Social Distancing Policy/Guidelines for Your Workplace
The CDC defines social distancing, also called physical distancing, as “keeping space between yourself and other people outside of your home.” A policy/guidelines are important to establish so employees know what is expected of them when working in the office.
Consider the following the latest information from the CDC when crafting your policy/guidelines while also consulting guidance from your state.
- Actively encourage sick employees to stay home. Develop policies that encourage sick employees to stay at home without fear of reprisals, and ensure employees are aware of these policies.
- People without symptoms can spread COVID-19, so it’s important to keep distance from all people whenever employees are in the office.
- Transmission occurs when an infected person coughs, sneezes or talks and droplets are launched in the air and land in the mouths of people nearby.
- It may be possible that person can get COVID-19 by touching a surface or object that has the virus on it then touching their mouth, nose or eyes.
Below are social distancing tips from the CDC that will help you create your policy/guidelines:
- Stay at least 6 feet (about 2 arms’ length) from other people
- Do not gather in groups
- Stay out of crowded places and avoid mass gatherings
- Cover your mouth and nose with a cloth face covering when around others.

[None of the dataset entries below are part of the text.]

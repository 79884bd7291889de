//! Turn detection on the numbered markdown files of a task directory.
//!
//! A task is a conversation advanced by files `NNN_<task>.md`; every
//! function here is a pure function of file contents plus mtime. The frame
//! markers are part of the external interface and must match byte-for-byte:
//! a backend-authored file starts with `<!-- CLAUDE-RESPONSE -->` and ends
//! with the `# <User>` placeholder the user is expected to replace.

use anyhow::{Context, Result};
use regex::Regex;
use std::fs;
use std::path::{Path, PathBuf};
use std::sync::OnceLock;
use std::time::{Duration, SystemTime};

/// First line of every backend-authored turn file.
pub const RESPONSE_HEADER: &str = "<!-- CLAUDE-RESPONSE -->";

/// How a turn file classifies.
#[derive(Debug, Clone, Copy, PartialEq, Eq)]
pub enum TurnKind {
    /// Backend response still awaiting the user (placeholder intact).
    Backend,
    /// User-authored file.
    User,
    /// Backend response whose placeholder the user changed or removed -
    /// semantically a user turn.
    Edited,
}

fn placeholder_re() -> &'static Regex {
    static RE: OnceLock<Regex> = OnceLock::new();
    RE.get_or_init(|| Regex::new(r"(?m)^\s*#\s*<User>\s*$").unwrap())
}

fn ready_re() -> &'static Regex {
    static RE: OnceLock<Regex> = OnceLock::new();
    RE.get_or_init(|| Regex::new(r"(?m)^\s*<User>\s*$").unwrap())
}

fn stop_re() -> &'static Regex {
    static RE: OnceLock<Regex> = OnceLock::new();
    RE.get_or_init(|| Regex::new(r"(?m)^\s*<Stop>\s*$").unwrap())
}

fn complexity_re() -> &'static Regex {
    static RE: OnceLock<Regex> = OnceLock::new();
    RE.get_or_init(|| Regex::new(r"<!--\s*complexity:\s*([123])\s*-->").unwrap())
}

/// Numeric prefix of a turn file name (`003_demo.md` → 3).
pub fn numeric_prefix(filename: &str) -> Option<u64> {
    let (prefix, _) = filename.split_once('_')?;
    if prefix.is_empty() || !prefix.bytes().all(|b| b.is_ascii_digit()) {
        return None;
    }
    prefix.parse().ok()
}

/// Pick the `.md` file with the highest numeric prefix in a task directory.
///
/// Ties and ordering are numeric, not lexical, so `100_x.md` sorts after
/// `099_x.md`. Files without a numeric prefix are ignored. Returns `None`
/// for an empty or missing directory.
pub fn latest_file(task_dir: &Path) -> Result<Option<String>> {
    if !task_dir.is_dir() {
        return Ok(None);
    }

    let entries = fs::read_dir(task_dir)
        .with_context(|| format!("Failed to read task directory: {}", task_dir.display()))?;

    let mut best: Option<(u64, String)> = None;
    for entry in entries {
        let entry = entry?;
        let name = entry.file_name();
        let Some(name) = name.to_str() else { continue };
        if !name.ends_with(".md") {
            continue;
        }
        let Some(prefix) = numeric_prefix(name) else {
            continue;
        };
        match &best {
            Some((n, _)) if *n >= prefix => {}
            _ => best = Some((prefix, name.to_string())),
        }
    }

    Ok(best.map(|(_, name)| name))
}

/// Classify a turn file as backend / user / edited.
pub fn classify(task_dir: &Path, filename: &str) -> Result<TurnKind> {
    let content = read_turn(task_dir, filename)?;
    Ok(classify_content(&content))
}

/// Classification on already-read contents.
pub fn classify_content(content: &str) -> TurnKind {
    let first_line = content.lines().next().unwrap_or("");
    if first_line.trim_end() == RESPONSE_HEADER {
        if placeholder_re().is_match(content) {
            TurnKind::Backend
        } else {
            TurnKind::Edited
        }
    } else {
        TurnKind::User
    }
}

/// A file is ready when it carries a `<User>` line (without the leading `#`),
/// or as a fallback when it has been unchanged for `stability_timeout`.
pub fn is_ready(task_dir: &Path, filename: &str, stability_timeout: Duration) -> Result<bool> {
    let path = task_dir.join(filename);
    let content = read_turn(task_dir, filename)?;
    if ready_re().is_match(&content) {
        return Ok(true);
    }

    let mtime = fs::metadata(&path)
        .and_then(|m| m.modified())
        .with_context(|| format!("Failed to stat turn file: {}", path.display()))?;
    let age = SystemTime::now()
        .duration_since(mtime)
        .unwrap_or(Duration::ZERO);
    Ok(age >= stability_timeout)
}

/// `<Stop>` alone on a line signals conversation termination.
pub fn detect_stop(task_dir: &Path, filename: &str) -> Result<bool> {
    let content = read_turn(task_dir, filename)?;
    Ok(stop_re().is_match(&content))
}

/// Extract `<!-- complexity: N -->` from file contents, N in 1..=3.
pub fn extract_complexity(content: &str) -> Option<u8> {
    complexity_re()
        .captures(content)
        .and_then(|c| c.get(1))
        .and_then(|m| m.as_str().parse().ok())
}

/// Zero-padded successor of a turn file name: `003_foo.md` → `004_foo.md`.
///
/// Padding stays at three digits until the prefix outgrows it, then widens
/// naturally (`999` → `1000`).
pub fn next_filename(current: &str, task: &str) -> Result<String> {
    let prefix = numeric_prefix(current)
        .with_context(|| format!("Turn file '{current}' has no numeric prefix"))?;
    Ok(format!("{:03}_{task}.md", prefix + 1))
}

/// Build the framed contents of a backend response file.
pub fn frame_response(body: &str) -> String {
    format!("{RESPONSE_HEADER}\n\n{}\n\n# <User>\n", body.trim_end())
}

/// Strip the response header and any trailing user sentinel from an input
/// file, leaving the bare prompt to hand to a backend.
pub fn strip_input(content: &str) -> String {
    let mut lines: Vec<&str> = content.lines().collect();

    if lines.first().map(|l| l.trim_end()) == Some(RESPONSE_HEADER) {
        lines.remove(0);
    }

    while let Some(last) = lines.last() {
        let trimmed = last.trim();
        if trimmed.is_empty() || trimmed == "<User>" || placeholder_re().is_match(last) {
            lines.pop();
        } else {
            break;
        }
    }

    let mut out = lines.join("\n");
    while out.starts_with('\n') {
        out.remove(0);
    }
    out
}

/// Path of a turn file within its task directory.
pub fn turn_path(task_dir: &Path, filename: &str) -> PathBuf {
    task_dir.join(filename)
}

fn read_turn(task_dir: &Path, filename: &str) -> Result<String> {
    let path = task_dir.join(filename);
    fs::read_to_string(&path)
        .with_context(|| format!("Failed to read turn file: {}", path.display()))
}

- Work/Learn from home when possible.
Additional Social Distancing Tips for the Workplace:
- Use tape or floor decals to mark-off 6 feet in personal workspaces so people know how close they can get
- Clearly post social distancing policy/guidelines in various places in your facility.
- Use plastic partitions and shields to mark off areas and protect employees.
Personal Hygiene Guidelines
In conjunction with practicing social distancing in the workplace, it’s crucial for employees to take proper steps to protect themselves and mitigate the spread of the virus should they become ill.
- Evaluate your health constantly; if you are sick, have a fever, symptoms, or someone at home is sick then you should remain home. Employer HR Policies, HIPPA guidelines and other laws should be followed at all times.
- Wash your hands often with soap and water for at least 20 seconds, especially at the following times:
- Upon arriving at work
- After blowing your nose, coughing, or sneezing
- Touching any common contact surfaces
- Prior to leaving work.
- If soap and water are not readily available, use a hand sanitizer that contains at least 60% alcohol. Cover all surfaces of your hands and rub them together until they feel dry.
- Avoid touching your eyes, nose, and mouth with unwashed hands.
- Cover your mouth and nose with a cloth face cover when around others.
- Continue to keep 6 feet between yourself and others when wearing a face cover. It is not a substitute for social distancing.
This Guide is not intended to provide legal advice and it should not be considered or relied upon as such. Companies are encouraged to consult an attorney for legal advice relating to reopening.